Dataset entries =
---------------
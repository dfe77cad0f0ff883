use std::sync::Arc;
use std::time::Duration;

use futures_util::StreamExt;
use lapin::options::{
    BasicAckOptions, BasicConsumeOptions, BasicNackOptions, BasicPublishOptions,
    BasicQosOptions, QueueDeclareOptions,
};
use lapin::types::FieldTable;
use lapin::{BasicProperties, Channel, Connection};
use tokio_util::sync::CancellationToken;

use super::connection::ConnectionManager;
use crate::metrics::Metrics;
use crate::models::{StockAction, StockEvent};
use crate::stock::StockMutator;

// ============================================================================
// Message Dispatcher
// ============================================================================
//
// Consume loop over the durable product queue:
//
// 1. prefetch = 1: never more than one unacknowledged message per dispatcher,
//    which caps concurrent mutation of stock rows without per-product locks;
// 2. manual ack: a message leaves the queue only after the stock mutation
//    committed;
// 3. handler errors never kill the loop. A fresh delivery that fails is
//    negative-acknowledged with requeue; a redelivered one that fails again
//    goes to the dead-letter queue. Undecodable payloads are dead-lettered
//    immediately, they will not get better on redelivery;
// 4. the receive wait is sliced (1 s) so a stop signal is observed promptly
//    on an idle queue;
// 5. a connection drop mid-consumption re-enters the connect-retry state.
//
// ============================================================================

const CONSUMER_TAG: &str = "stock-sync-dispatcher";
const RECEIVE_SLICE: Duration = Duration::from_secs(1);

#[derive(Debug, thiserror::Error)]
pub enum ConsumeError {
    #[error("broker transport error: {0}")]
    Transport(#[from] lapin::Error),

    #[error("delivery stream closed by broker")]
    StreamClosed,
}

/// What to do with a delivery once its handler ran.
#[derive(Debug, Clone, Copy, PartialEq, Eq)]
enum Disposition {
    Ack,
    Requeue,
    DeadLetter,
}

pub struct Dispatcher {
    manager: ConnectionManager,
    queue: String,
    dead_letter_queue: String,
    mutator: StockMutator,
    metrics: Arc<Metrics>,
}

impl Dispatcher {
    pub fn new(
        manager: ConnectionManager,
        queue: impl Into<String>,
        dead_letter_queue: impl Into<String>,
        mutator: StockMutator,
        metrics: Arc<Metrics>,
    ) -> Self {
        Self {
            manager,
            queue: queue.into(),
            dead_letter_queue: dead_letter_queue.into(),
            mutator,
            metrics,
        }
    }

    /// Run until `shutdown` fires. Each pass connects (retrying forever),
    /// consumes until the connection drops or shutdown is requested, and
    /// reconnects on drop.
    pub async fn run(&self, shutdown: CancellationToken) {
        while !shutdown.is_cancelled() {
            let connection = tokio::select! {
                connection = self.manager.connect() => connection,
                () = shutdown.cancelled() => break,
            };
            self.metrics.broker_connections.inc();

            match self.consume(&connection, &shutdown).await {
                Ok(()) => {
                    // Stop requested; close to unblock anything still pending.
                    self.manager.close(&connection).await;
                    break;
                }
                Err(error) => {
                    tracing::warn!(
                        error = %error,
                        "consume loop ended unexpectedly, reconnecting"
                    );
                    self.metrics.broker_reconnects.inc();
                    self.manager.close(&connection).await;
                }
            }
        }

        tracing::info!("dispatcher stopped");
    }

    /// Consume deliveries until cancellation (Ok) or transport failure (Err).
    async fn consume(
        &self,
        connection: &Connection,
        shutdown: &CancellationToken,
    ) -> Result<(), ConsumeError> {
        let channel = connection.create_channel().await?;

        let durable = QueueDeclareOptions {
            durable: true,
            ..QueueDeclareOptions::default()
        };
        channel
            .queue_declare(&self.queue, durable, FieldTable::default())
            .await?;
        channel
            .queue_declare(&self.dead_letter_queue, durable, FieldTable::default())
            .await?;

        channel.basic_qos(1, BasicQosOptions::default()).await?;

        let mut consumer = channel
            .basic_consume(
                &self.queue,
                CONSUMER_TAG,
                BasicConsumeOptions::default(),
                FieldTable::default(),
            )
            .await?;

        tracing::info!(queue = %self.queue, "consuming stock events");

        loop {
            let next = tokio::select! {
                () = shutdown.cancelled() => return Ok(()),
                next = tokio::time::timeout(RECEIVE_SLICE, consumer.next()) => next,
            };

            let delivery = match next {
                // Slice elapsed with no delivery; loop around so the stop
                // flag is observed.
                Err(_) => continue,
                Ok(None) => return Err(ConsumeError::StreamClosed),
                Ok(Some(Err(error))) => return Err(error.into()),
                Ok(Some(Ok(delivery))) => delivery,
            };

            let disposition = self
                .dispatch(&delivery.data, delivery.redelivered)
                .await;
            self.settle(&channel, delivery, disposition).await?;
        }
    }

    /// Decode and handle one delivery, deciding its fate. Never panics and
    /// never returns an error: a failed handler becomes a Requeue or
    /// DeadLetter disposition instead of crashing the loop.
    async fn dispatch(&self, payload: &[u8], redelivered: bool) -> Disposition {
        let event: StockEvent = match serde_json::from_slice(payload) {
            Ok(event) => event,
            Err(error) => {
                tracing::error!(
                    error = %error,
                    payload_len = payload.len(),
                    "undecodable stock event, dead-lettering"
                );
                self.metrics.events_dead_lettered.inc();
                return Disposition::DeadLetter;
            }
        };

        let result = match event.action {
            StockAction::Create => self.mutator.create_stock_record(event.product_id).await,
            StockAction::Delete => self.mutator.delete_stock_record(event.product_id).await,
        };

        match result {
            Ok(()) => {
                self.metrics
                    .events_processed
                    .with_label_values(&[event.action.as_str()])
                    .inc();
                Disposition::Ack
            }
            Err(error) if redelivered => {
                tracing::error!(
                    error = %error,
                    product_id = event.product_id,
                    action = event.action.as_str(),
                    "mutation failed again on redelivery, dead-lettering"
                );
                self.metrics.events_dead_lettered.inc();
                Disposition::DeadLetter
            }
            Err(error) => {
                tracing::warn!(
                    error = %error,
                    product_id = event.product_id,
                    action = event.action.as_str(),
                    "mutation failed, requeueing for redelivery"
                );
                self.metrics.events_requeued.inc();
                Disposition::Requeue
            }
        }
    }

    async fn settle(
        &self,
        channel: &Channel,
        delivery: lapin::message::Delivery,
        disposition: Disposition,
    ) -> Result<(), ConsumeError> {
        match disposition {
            Disposition::Ack => {
                delivery.ack(BasicAckOptions::default()).await?;
            }
            Disposition::Requeue => {
                delivery
                    .nack(BasicNackOptions {
                        requeue: true,
                        ..BasicNackOptions::default()
                    })
                    .await?;
            }
            Disposition::DeadLetter => {
                channel
                    .basic_publish(
                        "",
                        &self.dead_letter_queue,
                        BasicPublishOptions::default(),
                        &delivery.data,
                        BasicProperties::default().with_delivery_mode(2),
                    )
                    .await?
                    .await?;
                // The copy is safely parked; drop the original.
                delivery.ack(BasicAckOptions::default()).await?;
            }
        }

        Ok(())
    }
}

#[cfg(test)]
mod tests {
    use super::*;
    use crate::stock::testing::{FlakyStockStore, MemoryStockStore};
    use crate::stock::StockStore;

    fn dispatcher_over(store: Arc<dyn StockStore>) -> Dispatcher {
        Dispatcher::new(
            ConnectionManager::new("amqp://127.0.0.1:1/%2f"),
            "product_queue",
            "product_queue.dlq",
            StockMutator::new(store),
            Arc::new(Metrics::new().unwrap()),
        )
    }

    #[tokio::test]
    async fn delete_action_routes_to_the_delete_path() {
        let store = Arc::new(MemoryStockStore::new());
        store.create_stock(7).await.unwrap();
        let dispatcher = dispatcher_over(store.clone());

        let disposition = dispatcher
            .dispatch(br#"{"product_id": 7, "action": "delete"}"#, false)
            .await;

        assert_eq!(disposition, Disposition::Ack);
        assert_eq!(store.row_count().await, 0);
    }

    #[tokio::test]
    async fn absent_action_routes_to_the_create_path() {
        let store = Arc::new(MemoryStockStore::new());
        let dispatcher = dispatcher_over(store.clone());

        let disposition = dispatcher.dispatch(br#"{"product_id": 7}"#, false).await;

        assert_eq!(disposition, Disposition::Ack);
        assert!(store
            .find_stock_by_product_id(7)
            .await
            .unwrap()
            .is_some());
    }

    #[tokio::test]
    async fn repeated_create_deliveries_leave_exactly_one_row() {
        let store = Arc::new(MemoryStockStore::new());
        let dispatcher = dispatcher_over(store.clone());

        for _ in 0..3 {
            let disposition = dispatcher
                .dispatch(br#"{"product_id": 11, "action": "create"}"#, false)
                .await;
            assert_eq!(disposition, Disposition::Ack);
        }

        assert_eq!(store.row_count().await, 1);
    }

    #[tokio::test(start_paused = true)]
    async fn storage_failure_requeues_instead_of_acking() {
        let store = Arc::new(FlakyStockStore::failing(u32::MAX));
        let dispatcher = dispatcher_over(store);

        let disposition = dispatcher.dispatch(br#"{"product_id": 5}"#, false).await;

        assert_eq!(disposition, Disposition::Requeue);
    }

    #[tokio::test(start_paused = true)]
    async fn storage_failure_on_redelivery_dead_letters() {
        let store = Arc::new(FlakyStockStore::failing(u32::MAX));
        let dispatcher = dispatcher_over(store);

        let disposition = dispatcher.dispatch(br#"{"product_id": 5}"#, true).await;

        assert_eq!(disposition, Disposition::DeadLetter);
    }

    #[tokio::test]
    async fn undecodable_payload_dead_letters_without_touching_storage() {
        let store = Arc::new(MemoryStockStore::new());
        let dispatcher = dispatcher_over(store.clone());

        assert_eq!(
            dispatcher.dispatch(b"not json at all", false).await,
            Disposition::DeadLetter
        );
        assert_eq!(
            dispatcher.dispatch(br#"{"action": "create"}"#, false).await,
            Disposition::DeadLetter
        );
        assert_eq!(store.row_count().await, 0);
    }
}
---------------
Task item =
Precisely reproduce the lines of the entries, beginning at the first and ending at the one containing "use lapin::types::FieldTable;". Add nothing.

Exercise result =
repository dfe77cad0f0ff883
use std::sync::Arc;
use std::time::Duration;

use futures_util::StreamExt;
use lapin::options::{
    BasicAckOptions, BasicConsumeOptions, BasicNackOptions, BasicPublishOptions,
    BasicQosOptions, QueueDeclareOptions,
};
use lapin::types::FieldTable;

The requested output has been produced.